WHO WAS RANCE TURLEY?

Rance was the crusty pulp curmudgeon who mentored Marty Baumann in the ways of hardly-boiled detective fiction. He was cantankerous, slovenly, unkempt, rude, his breath reeking of Mountain Dew and Slim Jims -- in short, he would have blended in at any comics convention. Alas, Rance did not live to see the fame of the two-fisted character he inspired. His own biographical sketch is below, accompanied by the obituary that commemorated his death.

 
 
 


RANCE RANTS

Born dirt-poor, I made a vow not to soil myself

So you're asking yourself, 'Who is this cantankerous scribe, this irascible bard behind 'The Dick Profane Mysteries?'' Just a kid who scribbled his thoughts on brown butcher paper in his mother's kitchen in a brownstone tenement on the lower east side in which there was not very much food to eat because jobs were scarce and we were poor and therefore couldn't buy very much food, that's who. On Christmas morning, the only thing I found in my stocking was my foot.

My old man was one tough bird. A Pinkerton railroad dick who the neighbors called 'Pinky Cop!' Many a schoolmate wound up with a fistful of sandwich if they dared use that epithet in my presence. "That's PINKERTON," I'd snarl. I was always hip-deep in water up to my neck. Is it any wonder that, when approached by Marty Baumann about going public with my Dick Profane concept, I would pick up that ball of wax and run with it in spades?

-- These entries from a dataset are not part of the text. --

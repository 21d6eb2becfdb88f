//! Direct PostgreSQL directory for deployments that bypass the REST gateway.
//!
//! Rows come back as `to_jsonb(u)` so arbitrary extra columns flow into
//! [`User::fields`] without a fixed struct mapping.

use sqlx::postgres::PgPoolOptions;
use sqlx::{PgPool, Row};

use super::{DirectoryError, UserDirectory, single_user};
use crate::user::{IDENTITY_FIELD, SECRET_FIELD, User};

pub struct PgDirectory {
    pool: PgPool,
    query: String,
}

impl PgDirectory {
    /// Wrap an existing pool.
    ///
    /// # Errors
    ///
    /// Returns [`DirectoryError::InvalidTable`] if `table` is not a plain
    /// identifier.
    pub fn new(pool: PgPool, table: &str) -> Result<Self, DirectoryError> {
        Ok(Self { pool, query: lookup_query(table)? })
    }

    /// Connect a new pool to `database_url`.
    ///
    /// # Errors
    ///
    /// Returns an error if the table name is invalid or the connection fails.
    pub async fn connect(database_url: &str, table: &str, max_connections: u32) -> Result<Self, DirectoryError> {
        let query = lookup_query(table)?;
        let pool = PgPoolOptions::new()
            .max_connections(max_connections)
            .connect(database_url)
            .await?;
        Ok(Self { pool, query })
    }
}

#[async_trait::async_trait]
impl UserDirectory for PgDirectory {
    async fn find_user(&self, identifier: &str, secret: &str) -> Result<Option<User>, DirectoryError> {
        let rows = sqlx::query(&self.query)
            .bind(identifier)
            .bind(secret)
            .fetch_all(&self.pool)
            .await?;
        let records = rows
            .iter()
            .map(|r| r.try_get::<serde_json::Value, _>("record"))
            .collect::<Result<Vec<_>, _>>()?;
        single_user(records)
    }
}

/// Quote a table name as a Postgres identifier, allowing one optional schema
/// qualifier (`schema.table`).
pub(crate) fn quote_table(table: &str) -> Result<String, DirectoryError> {
    let parts: Vec<&str> = table.split('.').collect();
    let valid = parts.len() <= 2
        && parts.iter().all(|p| {
            !p.is_empty() && p.chars().all(|c| c.is_alphanumeric() || c == '_') && !p.starts_with(|c: char| c.is_ascii_digit())
        });
    if !valid {
        return Err(DirectoryError::InvalidTable(table.to_owned()));
    }
    Ok(parts
        .iter()
        .map(|p| format!("\"{p}\""))
        .collect::<Vec<_>>()
        .join("."))
}

/// `LIMIT 2` is enough to tell one match from many.
pub(crate) fn lookup_query(table: &str) -> Result<String, DirectoryError> {
    Ok(format!(
        "SELECT to_jsonb(u) AS record FROM {} AS u WHERE u.\"{IDENTITY_FIELD}\" = $1 AND u.\"{SECRET_FIELD}\" = $2 LIMIT 2",
        quote_table(table)?
    ))
}

#[cfg(test)]
#[path = "postgres_test.rs"]
mod tests;
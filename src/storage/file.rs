//! JSON-file backed storage, the desktop analogue of browser `localStorage`.
//!
//! DESIGN
//! ======
//! The whole store is one JSON object document. Every write rewrites the
//! document to a sibling temp file and renames it over the original, so a
//! crash mid-write leaves either the old or the new document on disk.
//!
//! TRADE-OFFS
//! ==========
//! Read-modify-write is serialized by an in-process mutex only. Two processes
//! writing the same file can lose each other's updates; the session record is
//! the only key in practice, so last writer wins.
//!
//! A document that does not parse is reported by `get` but replaced by the
//! next `set` or `remove`, so a damaged file never blocks login or logout.

#[cfg(test)]
#[path = "file_test.rs"]
mod tests;

use std::collections::BTreeMap;
use std::io::ErrorKind;
use std::path::{Path, PathBuf};
use std::sync::Mutex;

use super::{DurableStorage, StorageError};

type Document = BTreeMap<String, String>;

#[derive(Debug)]
pub struct FileStorage {
    path: PathBuf,
    write_lock: Mutex<()>,
}

impl FileStorage {
    /// Open storage at `path`. The file is created lazily on first write.
    #[must_use]
    pub fn new(path: impl Into<PathBuf>) -> Self {
        Self { path: path.into(), write_lock: Mutex::new(()) }
    }

    #[must_use]
    pub fn path(&self) -> &Path {
        &self.path
    }

    fn read_document(&self) -> Result<Document, StorageError> {
        let raw = match std::fs::read_to_string(&self.path) {
            Ok(raw) => raw,
            Err(e) if e.kind() == ErrorKind::NotFound => return Ok(Document::new()),
            Err(e) => return Err(e.into()),
        };
        if raw.trim().is_empty() {
            return Ok(Document::new());
        }
        Ok(serde_json::from_str(&raw)?)
    }

    fn write_document(&self, doc: &Document) -> Result<(), StorageError> {
        if let Some(parent) = self.path.parent() {
            if !parent.as_os_str().is_empty() {
                std::fs::create_dir_all(parent)?;
            }
        }
        let tmp = self.path.with_extension("tmp");
        std::fs::write(&tmp, serde_json::to_vec_pretty(doc)?)?;
        std::fs::rename(&tmp, &self.path)?;
        Ok(())
    }

    fn update(&self, apply: impl FnOnce(&mut Document) -> bool) -> Result<(), StorageError> {
        let _guard = self
            .write_lock
            .lock()
            .unwrap_or_else(std::sync::PoisonError::into_inner);
        let (mut doc, recovered) = match self.read_document() {
            Ok(doc) => (doc, false),
            Err(StorageError::Format(e)) => {
                tracing::warn!(path = %self.path.display(), error = %e, "discarding unreadable storage document");
                (Document::new(), true)
            }
            Err(e) => return Err(e),
        };
        if apply(&mut doc) || recovered {
            self.write_document(&doc)?;
        }
        Ok(())
    }
}

impl DurableStorage for FileStorage {
    fn get(&self, key: &str) -> Result<Option<String>, StorageError> {
        Ok(self.read_document()?.remove(key))
    }

    fn set(&self, key: &str, value: &str) -> Result<(), StorageError> {
        self.update(|doc| {
            doc.insert(key.to_owned(), value.to_owned());
            true
        })
    }

    fn remove(&self, key: &str) -> Result<(), StorageError> {
        self.update(|doc| doc.remove(key).is_some())
    }
}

Are you waiving your Miranda or are you just glad to see me?

My movie idols were always the tough guys -- Bogie, Caggy, Edward G. Robby. And I devoured the detective fiction classics -- Earle Stanley Chandler, Dashiell Gardner Stanley, Stanley Myron Gardnerman. Hardly-boiled was the way I liked it -- gunsel-toting roscoes, shapely gats, smoke-filled dames and grammar-like prose that grabbed you by the eyes and wouldn't let go until you said, "Please let go."

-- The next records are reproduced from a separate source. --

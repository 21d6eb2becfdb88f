//! Fixed in-memory user list, loadable from a JSON fixture file.
//!
//! Intended for local development without a backend and as the test double
//! behind the session store. Matching follows the backend query exactly:
//! string equality on both the identity and secret columns.

use std::path::Path;

use serde_json::Value;

use super::{DirectoryError, UserDirectory, single_user};
use crate::user::{IDENTITY_FIELD, SECRET_FIELD, User};

#[derive(Debug, Clone, Default)]
pub struct StaticDirectory {
    rows: Vec<Value>,
}

impl StaticDirectory {
    #[must_use]
    pub fn new(rows: Vec<Value>) -> Self {
        Self { rows }
    }

    /// Load rows from a JSON array file.
    ///
    /// # Errors
    ///
    /// Returns an error if the file cannot be read or is not a JSON array.
    pub fn from_json_file(path: &Path) -> Result<Self, DirectoryError> {
        let raw = std::fs::read_to_string(path)?;
        let rows: Vec<Value> = serde_json::from_str(&raw).map_err(|e| DirectoryError::Parse(e.to_string()))?;
        Ok(Self::new(rows))
    }

    #[must_use]
    pub fn len(&self) -> usize {
        self.rows.len()
    }

    #[must_use]
    pub fn is_empty(&self) -> bool {
        self.rows.is_empty()
    }
}

#[async_trait::async_trait]
impl UserDirectory for StaticDirectory {
    async fn find_user(&self, identifier: &str, secret: &str) -> Result<Option<User>, DirectoryError> {
        let matches = self
            .rows
            .iter()
            .filter(|row| {
                row.get(IDENTITY_FIELD).and_then(Value::as_str) == Some(identifier)
                    && row.get(SECRET_FIELD).and_then(Value::as_str) == Some(secret)
            })
            .cloned()
            .collect();
        single_user(matches)
    }
}

#[cfg(test)]
#[path = "static_dir_test.rs"]
mod tests;
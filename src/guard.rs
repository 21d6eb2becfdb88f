//! Navigation guard: the per-transition access decision.
//!
//! SYSTEM CONTEXT
//! ==============
//! The router calls [`NavigationGuard::evaluate`] before every transition
//! completes. The guard refreshes the session from local storage, then walks
//! a fixed rule list; the first rule that fires decides.
//!
//! 1. route requires auth, no user        -> redirect to login
//! 2. route requires a role, role differs -> redirect to `/<role>`
//! 3. route is login, user present        -> redirect to `/<role>`
//! 4. otherwise                           -> allow
//!
//! Roles compare by exact string equality. The guard never fails; a broken
//! stored session is logged and the in-memory session is used as is.

#[cfg(test)]
#[path = "guard_test.rs"]
mod tests;

use std::sync::Arc;

use crate::routes::{LOGIN_PATH, ResolvedRoute};
use crate::session::{Session, SessionStore};

/// Outcome of evaluating one transition.
#[derive(Clone, Debug, PartialEq, Eq)]
pub enum Decision {
    Allow,
    Redirect(String),
}

impl Decision {
    #[must_use]
    pub fn redirect_target(&self) -> Option<&str> {
        match self {
            Self::Allow => None,
            Self::Redirect(to) => Some(to),
        }
    }
}

/// Landing route for a role: `/<role>`.
#[must_use]
pub fn role_landing(role: &str) -> String {
    format!("/{role}")
}

/// Pure decision table over a session snapshot.
#[must_use]
pub fn decide(session: &Session, to: &ResolvedRoute, login_path: &str) -> Decision {
    if to.requires_auth() && !session.is_authenticated() {
        return Decision::Redirect(login_path.to_owned());
    }

    if let Some(required) = to.required_role() {
        match session.role() {
            Some(role) if role == required => {}
            Some(role) => return Decision::Redirect(role_landing(role)),
            // Role-gated but not auth-gated, and nobody is logged in.
            None => return Decision::Redirect(login_path.to_owned()),
        }
    }

    if to.path == login_path {
        if let Some(role) = session.role() {
            return Decision::Redirect(role_landing(role));
        }
    }

    Decision::Allow
}

pub struct NavigationGuard {
    session: Arc<SessionStore>,
    login_path: String,
}

impl NavigationGuard {
    #[must_use]
    pub fn new(session: Arc<SessionStore>) -> Self {
        Self::with_login_path(session, LOGIN_PATH)
    }

    #[must_use]
    pub fn with_login_path(session: Arc<SessionStore>, login_path: impl Into<String>) -> Self {
        Self { session, login_path: login_path.into() }
    }

    #[must_use]
    pub fn login_path(&self) -> &str {
        &self.login_path
    }

    /// Refresh the session from storage and decide on the transition
    /// `from -> to`.
    pub fn evaluate(&self, to: &ResolvedRoute, from: Option<&str>) -> Decision {
        if let Err(e) = self.session.check_auth() {
            tracing::warn!(error = %e, "could not restore stored session");
        }
        let session = self.session.snapshot();
        let decision = decide(&session, to, &self.login_path);
        tracing::debug!(
            from = from.unwrap_or("-"),
            to = %to.path,
            role = session.role().unwrap_or("-"),
            ?decision,
            "navigation evaluated"
        );
        decision
    }
}
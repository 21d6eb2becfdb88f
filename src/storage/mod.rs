//! Durable local key-value storage for the persisted session.
//!
//! SYSTEM CONTEXT
//! ==============
//! The session store writes the authenticated user record here on login and
//! reads it back on every navigation. The contract mirrors browser
//! `localStorage`: string keys, string values, synchronous calls.

pub mod file;
pub mod memory;

pub use file::FileStorage;
pub use memory::MemoryStorage;

/// Error returned by [`DurableStorage`] implementations.
#[derive(Debug, thiserror::Error)]
pub enum StorageError {
    /// The backing file could not be read or written.
    #[error("storage io failed: {0}")]
    Io(#[from] std::io::Error),
    /// The backing document is not a JSON object of string values.
    #[error("storage document is malformed: {0}")]
    Format(#[from] serde_json::Error),
}

/// Synchronous string key-value storage that survives process restarts.
pub trait DurableStorage: Send + Sync {
    /// Read the value stored under `key`, if any.
    ///
    /// # Errors
    ///
    /// Returns a [`StorageError`] if the backing store cannot be read.
    fn get(&self, key: &str) -> Result<Option<String>, StorageError>;

    /// Store `value` under `key`, replacing any previous value.
    ///
    /// # Errors
    ///
    /// Returns a [`StorageError`] if the write fails.
    fn set(&self, key: &str, value: &str) -> Result<(), StorageError>;

    /// Remove `key`. Removing a missing key is not an error.
    ///
    /// # Errors
    ///
    /// Returns a [`StorageError`] if the write fails.
    fn remove(&self, key: &str) -> Result<(), StorageError>;
}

A technical school dropout with no skills, no experience, no credentials whatsoever, it was only logical that I pursue journalism. Quicker than you can say Jack Pulitzer I was overseeing the city desk of a major metropolitan daily, a post I held for 16 years, manufacturing some of the most sensational news stories ever to scandalize the bustling burg I now called home. But the police beat was always my first love. The scene of the crime, the thrill of the chase, the bump of the grind. It came as no surprise when, years later, I was tapped to serve as technical advisor on the long-running TV series "Dr. Quincy: Frontier Forensics." (George Peppard remains a close friend to this day).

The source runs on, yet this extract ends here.